For agent prompts, waiting with ?wait=result is best-effort and scoped to the process that admitted the prompt. The prompt itself is a durable submission either way: if the admitting process is interrupted before settlement, the waiting connection is lost while recovery settles the submission in the background — the outcome then appears in session history and as a submission_settled event on the agent’s stream instead of answering the original request. A caller that must observe the outcome across interruptions should read the agent stream from the returned coordinates rather than relying on the synchronous response.

GET /runs/:runId?meta selects the run-record view of the run resource: the persisted record (runId, workflowName, status, timestamps, payload, result, error) as a plain JSON object. The ?meta response carries no Durable Streams headers, and stream parameters (offset, live) are ignored on this view. Both views of /runs/:runId are guarded by the same workflow route middleware: if a caller can read the run’s event stream, it can read the run record.

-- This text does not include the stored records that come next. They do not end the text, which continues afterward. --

//! ablab-sim - Synthetic A/B-test session simulator
//!
//! Generates a statistically plausible App Store A/B-testing dataset:
//! - weighted demographic sampling (age, device, country)
//! - independent variant assignment across four concurrent tests
//! - additive conversion-probability composition with clamping
//! - outcome fields (time spent, rating) conditioned on conversion
//! - per-(test, variant) summary aggregation
//!
//! # Example
//!
//! ```rust
//! use ablab_sim::{summarize, SimulationConfig, Simulator};
//!
//! # fn example() -> Result<(), ablab_sim::SimError> {
//! let config = SimulationConfig::new().with_num_users(1000).with_seed(42);
//! let run = Simulator::new(config)?.generate()?;
//! let summary = summarize(&run.sessions);
//! assert_eq!(run.sessions.len(), 1000);
//! assert!(!summary.is_empty());
//! # Ok(())
//! # }
//! ```

// Core modules
pub mod aggregate;
pub mod catalog;
pub mod config;
pub mod demographics;
pub mod error;
pub mod session;
pub mod simulator;

// Re-exports for convenience
pub use aggregate::{summarize, TestSummary};
pub use catalog::{variant_rows, TestKind, VariantDef, VariantRow};
pub use config::SimulationConfig;
pub use demographics::{AgeGroup, Demographics, DeviceType, WeightedPool};
pub use error::{ConfigError, DataIntegrityError, SimError};
pub use session::{Session, VariantAssignment};
pub use simulator::{
    assign_variants, conversion_probability, derive_outcome, SimulationRun, Simulator,
};

/// Version of this crate
pub const VERSION: &str = env!("CARGO_PKG_VERSION");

Compose your own admin endpoints

Flue ships no admin HTTP surface. Build deployment-inspection endpoints from the server-side primitives exported by @flue/runtimelistRuns(), getRun(), and listAgents() — behind your own authorization:

import { listAgents, listRuns } from '@flue/runtime';
import { flue } from '@flue/runtime/routing';
import { Hono } from 'hono';
import { requireOperator } from './auth.ts';

const app = new Hono();
app.route('/', flue());
app.use('/admin/*', requireOperator);
app.get('/admin/agents', async (c) => c.json(await listAgents()));
app.get('/admin/runs', async (c) => c.json(await listRuns({ limit: 100 })));
export default app;

The endpoints, their shapes, and their authorization are application-owned — add filters, pagination params, or projections as your operators need them.